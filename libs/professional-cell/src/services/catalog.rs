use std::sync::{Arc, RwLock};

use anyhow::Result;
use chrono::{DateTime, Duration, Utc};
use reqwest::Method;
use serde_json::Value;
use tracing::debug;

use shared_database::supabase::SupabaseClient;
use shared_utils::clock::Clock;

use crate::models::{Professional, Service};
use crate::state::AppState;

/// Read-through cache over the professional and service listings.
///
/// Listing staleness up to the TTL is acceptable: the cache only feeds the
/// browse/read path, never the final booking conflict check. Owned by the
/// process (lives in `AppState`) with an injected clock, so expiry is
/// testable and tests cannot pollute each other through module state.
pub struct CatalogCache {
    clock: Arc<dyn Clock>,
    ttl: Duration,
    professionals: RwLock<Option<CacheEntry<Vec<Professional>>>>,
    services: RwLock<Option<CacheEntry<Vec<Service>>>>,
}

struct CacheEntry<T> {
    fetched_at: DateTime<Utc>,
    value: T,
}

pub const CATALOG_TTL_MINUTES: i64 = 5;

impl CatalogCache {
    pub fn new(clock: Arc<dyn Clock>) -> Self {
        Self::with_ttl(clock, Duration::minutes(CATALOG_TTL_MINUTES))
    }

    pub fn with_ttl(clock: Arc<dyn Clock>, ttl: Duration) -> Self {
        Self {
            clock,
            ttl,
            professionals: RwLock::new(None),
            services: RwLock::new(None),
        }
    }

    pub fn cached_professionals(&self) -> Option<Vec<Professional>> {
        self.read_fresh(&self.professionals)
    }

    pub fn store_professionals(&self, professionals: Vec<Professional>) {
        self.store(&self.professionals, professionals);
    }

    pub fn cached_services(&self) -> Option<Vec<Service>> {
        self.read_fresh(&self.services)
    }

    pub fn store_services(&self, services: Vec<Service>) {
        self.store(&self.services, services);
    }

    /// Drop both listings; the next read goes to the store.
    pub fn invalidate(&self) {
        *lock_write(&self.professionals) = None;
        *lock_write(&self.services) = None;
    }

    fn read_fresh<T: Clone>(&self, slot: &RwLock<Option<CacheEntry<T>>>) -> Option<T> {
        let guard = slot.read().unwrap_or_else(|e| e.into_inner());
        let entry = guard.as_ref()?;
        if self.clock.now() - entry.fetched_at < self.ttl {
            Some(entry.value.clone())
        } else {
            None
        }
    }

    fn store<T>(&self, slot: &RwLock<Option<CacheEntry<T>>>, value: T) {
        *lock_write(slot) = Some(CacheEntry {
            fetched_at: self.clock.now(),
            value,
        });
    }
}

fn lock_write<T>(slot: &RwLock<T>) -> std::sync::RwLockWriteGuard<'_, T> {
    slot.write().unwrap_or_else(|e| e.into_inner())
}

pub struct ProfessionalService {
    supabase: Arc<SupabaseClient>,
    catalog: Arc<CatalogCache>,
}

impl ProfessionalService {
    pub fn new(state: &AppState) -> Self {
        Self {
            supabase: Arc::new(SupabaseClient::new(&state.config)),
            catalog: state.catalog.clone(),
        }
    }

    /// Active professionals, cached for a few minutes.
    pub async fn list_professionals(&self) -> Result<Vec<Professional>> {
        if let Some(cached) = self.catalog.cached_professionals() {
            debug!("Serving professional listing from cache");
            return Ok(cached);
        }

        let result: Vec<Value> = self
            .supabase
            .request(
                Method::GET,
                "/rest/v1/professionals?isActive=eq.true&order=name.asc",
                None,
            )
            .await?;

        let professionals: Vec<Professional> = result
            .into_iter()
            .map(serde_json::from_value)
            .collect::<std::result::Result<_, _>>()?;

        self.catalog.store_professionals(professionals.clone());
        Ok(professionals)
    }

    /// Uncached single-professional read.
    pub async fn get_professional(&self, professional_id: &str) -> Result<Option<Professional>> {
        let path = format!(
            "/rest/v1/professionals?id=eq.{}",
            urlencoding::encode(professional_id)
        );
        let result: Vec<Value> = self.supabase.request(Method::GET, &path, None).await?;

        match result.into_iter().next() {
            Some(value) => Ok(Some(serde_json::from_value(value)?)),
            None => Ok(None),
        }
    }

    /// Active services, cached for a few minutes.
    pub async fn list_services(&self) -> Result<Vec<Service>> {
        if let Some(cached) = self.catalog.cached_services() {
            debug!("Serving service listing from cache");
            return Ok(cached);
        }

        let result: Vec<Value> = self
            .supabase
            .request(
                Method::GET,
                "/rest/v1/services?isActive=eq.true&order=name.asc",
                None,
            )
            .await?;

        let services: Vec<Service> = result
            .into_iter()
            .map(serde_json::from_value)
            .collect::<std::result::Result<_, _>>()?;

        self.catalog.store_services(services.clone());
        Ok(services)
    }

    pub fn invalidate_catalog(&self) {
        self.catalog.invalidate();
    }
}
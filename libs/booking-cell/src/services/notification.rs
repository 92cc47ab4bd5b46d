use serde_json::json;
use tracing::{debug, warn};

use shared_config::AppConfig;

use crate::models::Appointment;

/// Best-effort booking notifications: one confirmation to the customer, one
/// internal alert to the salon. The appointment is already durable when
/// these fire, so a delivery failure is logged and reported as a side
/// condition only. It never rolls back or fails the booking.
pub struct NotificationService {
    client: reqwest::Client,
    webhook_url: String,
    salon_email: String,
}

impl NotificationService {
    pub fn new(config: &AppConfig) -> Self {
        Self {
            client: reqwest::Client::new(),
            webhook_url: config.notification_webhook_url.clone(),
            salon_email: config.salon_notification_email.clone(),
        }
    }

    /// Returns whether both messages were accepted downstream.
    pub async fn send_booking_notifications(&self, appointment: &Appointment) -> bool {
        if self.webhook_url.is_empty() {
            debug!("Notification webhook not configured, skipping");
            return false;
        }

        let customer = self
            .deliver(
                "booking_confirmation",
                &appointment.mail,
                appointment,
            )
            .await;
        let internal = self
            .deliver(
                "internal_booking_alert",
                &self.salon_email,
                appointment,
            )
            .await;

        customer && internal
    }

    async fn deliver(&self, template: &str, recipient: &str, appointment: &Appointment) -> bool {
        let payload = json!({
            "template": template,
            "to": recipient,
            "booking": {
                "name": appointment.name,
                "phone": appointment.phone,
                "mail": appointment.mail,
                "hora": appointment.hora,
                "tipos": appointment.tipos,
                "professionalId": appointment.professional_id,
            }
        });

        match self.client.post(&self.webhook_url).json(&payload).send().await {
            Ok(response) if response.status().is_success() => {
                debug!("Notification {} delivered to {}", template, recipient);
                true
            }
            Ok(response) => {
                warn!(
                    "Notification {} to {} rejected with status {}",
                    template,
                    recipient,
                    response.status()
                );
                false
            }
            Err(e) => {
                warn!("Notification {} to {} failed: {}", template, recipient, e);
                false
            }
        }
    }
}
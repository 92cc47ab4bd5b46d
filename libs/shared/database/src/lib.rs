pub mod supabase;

--

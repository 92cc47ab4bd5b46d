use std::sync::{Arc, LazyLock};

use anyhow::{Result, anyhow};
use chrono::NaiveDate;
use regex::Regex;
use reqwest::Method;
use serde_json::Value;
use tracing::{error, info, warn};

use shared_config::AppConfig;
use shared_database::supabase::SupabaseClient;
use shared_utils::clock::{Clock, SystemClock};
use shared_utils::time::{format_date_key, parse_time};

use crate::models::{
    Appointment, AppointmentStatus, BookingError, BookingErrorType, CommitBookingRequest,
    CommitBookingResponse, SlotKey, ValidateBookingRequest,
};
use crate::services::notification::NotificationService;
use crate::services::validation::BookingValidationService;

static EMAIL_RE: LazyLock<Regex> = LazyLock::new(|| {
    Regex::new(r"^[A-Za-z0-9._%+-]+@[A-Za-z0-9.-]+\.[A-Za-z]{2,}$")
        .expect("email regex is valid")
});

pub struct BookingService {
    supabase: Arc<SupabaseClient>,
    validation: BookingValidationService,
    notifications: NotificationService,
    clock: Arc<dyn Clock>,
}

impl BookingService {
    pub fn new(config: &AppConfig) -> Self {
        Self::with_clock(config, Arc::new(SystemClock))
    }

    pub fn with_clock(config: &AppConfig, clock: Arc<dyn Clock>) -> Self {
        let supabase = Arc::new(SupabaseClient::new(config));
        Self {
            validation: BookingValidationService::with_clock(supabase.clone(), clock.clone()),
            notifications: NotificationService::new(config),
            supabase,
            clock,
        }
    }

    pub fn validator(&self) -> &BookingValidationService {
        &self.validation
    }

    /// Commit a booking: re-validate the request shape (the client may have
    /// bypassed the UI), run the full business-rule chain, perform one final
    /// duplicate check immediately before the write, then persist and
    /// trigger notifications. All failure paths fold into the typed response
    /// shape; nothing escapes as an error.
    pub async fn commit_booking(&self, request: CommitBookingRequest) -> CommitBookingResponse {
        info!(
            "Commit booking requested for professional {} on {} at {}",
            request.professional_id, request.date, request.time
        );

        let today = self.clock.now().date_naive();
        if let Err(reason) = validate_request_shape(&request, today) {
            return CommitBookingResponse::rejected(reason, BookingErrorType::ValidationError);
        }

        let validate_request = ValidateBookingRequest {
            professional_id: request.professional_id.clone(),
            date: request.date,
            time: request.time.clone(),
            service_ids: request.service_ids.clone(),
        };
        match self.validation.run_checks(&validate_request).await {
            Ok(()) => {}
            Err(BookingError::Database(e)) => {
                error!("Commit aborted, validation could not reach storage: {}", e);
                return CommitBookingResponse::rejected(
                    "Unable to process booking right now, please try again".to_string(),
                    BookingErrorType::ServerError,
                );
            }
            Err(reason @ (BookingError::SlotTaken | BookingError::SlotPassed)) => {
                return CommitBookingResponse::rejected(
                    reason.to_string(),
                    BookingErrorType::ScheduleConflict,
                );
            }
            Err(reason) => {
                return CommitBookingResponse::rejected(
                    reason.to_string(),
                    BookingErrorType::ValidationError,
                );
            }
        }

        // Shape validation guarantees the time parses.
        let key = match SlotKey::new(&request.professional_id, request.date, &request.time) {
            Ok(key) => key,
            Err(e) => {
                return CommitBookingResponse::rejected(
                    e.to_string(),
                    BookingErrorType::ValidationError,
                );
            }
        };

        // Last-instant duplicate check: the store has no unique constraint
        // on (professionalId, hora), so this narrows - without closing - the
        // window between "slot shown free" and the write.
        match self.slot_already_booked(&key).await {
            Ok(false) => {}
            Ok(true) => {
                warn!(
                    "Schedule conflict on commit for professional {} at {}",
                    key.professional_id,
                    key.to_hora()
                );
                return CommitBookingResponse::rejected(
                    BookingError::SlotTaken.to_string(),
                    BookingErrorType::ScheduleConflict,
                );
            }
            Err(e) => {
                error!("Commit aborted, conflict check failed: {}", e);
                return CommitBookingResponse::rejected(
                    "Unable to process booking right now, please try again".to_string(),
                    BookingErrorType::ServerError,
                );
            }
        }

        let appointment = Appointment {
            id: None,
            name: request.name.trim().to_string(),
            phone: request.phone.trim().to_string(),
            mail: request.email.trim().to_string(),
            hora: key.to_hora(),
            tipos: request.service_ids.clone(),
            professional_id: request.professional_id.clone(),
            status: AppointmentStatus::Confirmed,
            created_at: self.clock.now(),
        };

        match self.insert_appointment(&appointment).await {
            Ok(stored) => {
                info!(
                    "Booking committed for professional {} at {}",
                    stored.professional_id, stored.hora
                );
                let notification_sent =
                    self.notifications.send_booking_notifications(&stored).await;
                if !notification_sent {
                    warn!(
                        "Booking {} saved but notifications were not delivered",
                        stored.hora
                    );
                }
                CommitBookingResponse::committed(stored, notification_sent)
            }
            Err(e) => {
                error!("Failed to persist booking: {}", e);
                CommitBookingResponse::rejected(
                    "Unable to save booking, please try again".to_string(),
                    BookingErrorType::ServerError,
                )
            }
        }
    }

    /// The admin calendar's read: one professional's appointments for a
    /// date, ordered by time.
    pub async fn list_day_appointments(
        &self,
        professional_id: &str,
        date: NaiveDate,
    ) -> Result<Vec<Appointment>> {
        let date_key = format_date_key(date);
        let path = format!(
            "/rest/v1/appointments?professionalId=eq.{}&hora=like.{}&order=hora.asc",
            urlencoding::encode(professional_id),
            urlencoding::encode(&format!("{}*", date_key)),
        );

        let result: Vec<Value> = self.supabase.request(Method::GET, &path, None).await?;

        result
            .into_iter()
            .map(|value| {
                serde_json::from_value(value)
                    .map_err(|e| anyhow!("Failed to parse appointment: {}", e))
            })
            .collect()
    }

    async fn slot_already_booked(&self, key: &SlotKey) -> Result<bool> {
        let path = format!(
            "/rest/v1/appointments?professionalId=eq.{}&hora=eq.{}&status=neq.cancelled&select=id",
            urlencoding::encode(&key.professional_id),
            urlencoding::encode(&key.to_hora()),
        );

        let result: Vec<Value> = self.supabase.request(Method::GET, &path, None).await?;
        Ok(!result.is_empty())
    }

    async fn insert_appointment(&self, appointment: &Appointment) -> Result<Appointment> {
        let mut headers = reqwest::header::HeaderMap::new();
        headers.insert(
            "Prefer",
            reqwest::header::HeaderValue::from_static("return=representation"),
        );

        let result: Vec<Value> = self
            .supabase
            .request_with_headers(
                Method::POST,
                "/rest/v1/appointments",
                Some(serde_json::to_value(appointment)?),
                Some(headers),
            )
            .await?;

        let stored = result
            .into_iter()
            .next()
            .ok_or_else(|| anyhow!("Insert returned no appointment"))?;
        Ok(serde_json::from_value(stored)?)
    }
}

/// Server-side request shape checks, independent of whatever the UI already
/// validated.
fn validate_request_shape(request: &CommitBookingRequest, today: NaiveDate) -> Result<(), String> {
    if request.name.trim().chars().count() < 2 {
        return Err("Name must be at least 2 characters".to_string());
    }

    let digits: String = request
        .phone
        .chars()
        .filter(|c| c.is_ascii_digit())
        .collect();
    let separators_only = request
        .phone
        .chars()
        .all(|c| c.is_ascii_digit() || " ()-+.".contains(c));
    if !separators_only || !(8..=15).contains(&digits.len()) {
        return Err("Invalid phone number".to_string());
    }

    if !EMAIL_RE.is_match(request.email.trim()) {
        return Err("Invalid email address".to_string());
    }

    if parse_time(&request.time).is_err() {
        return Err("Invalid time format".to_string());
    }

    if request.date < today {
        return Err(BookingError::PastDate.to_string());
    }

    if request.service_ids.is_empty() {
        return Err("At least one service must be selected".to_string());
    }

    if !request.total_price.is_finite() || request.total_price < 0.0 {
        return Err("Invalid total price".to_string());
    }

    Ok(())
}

- Description of the task:
Within the listing above, locate the line containing "professional listing from" and the line containing "self.catalog.store_professionals(professionals.clone());". Reproduce those two lines and all lines between them exactly, with nothing added.

- Task answer:
            debug!("Serving professional listing from cache");
            return Ok(cached);
        }

        let result: Vec<Value> = self
            .supabase
            .request(
                Method::GET,
                "/rest/v1/professionals?isActive=eq.true&order=name.asc",
                None,
            )
            .await?;

        let professionals: Vec<Professional> = result
            .into_iter()
            .map(serde_json::from_value)
            .collect::<std::result::Result<_, _>>()?;

        self.catalog.store_professionals(professionals.clone());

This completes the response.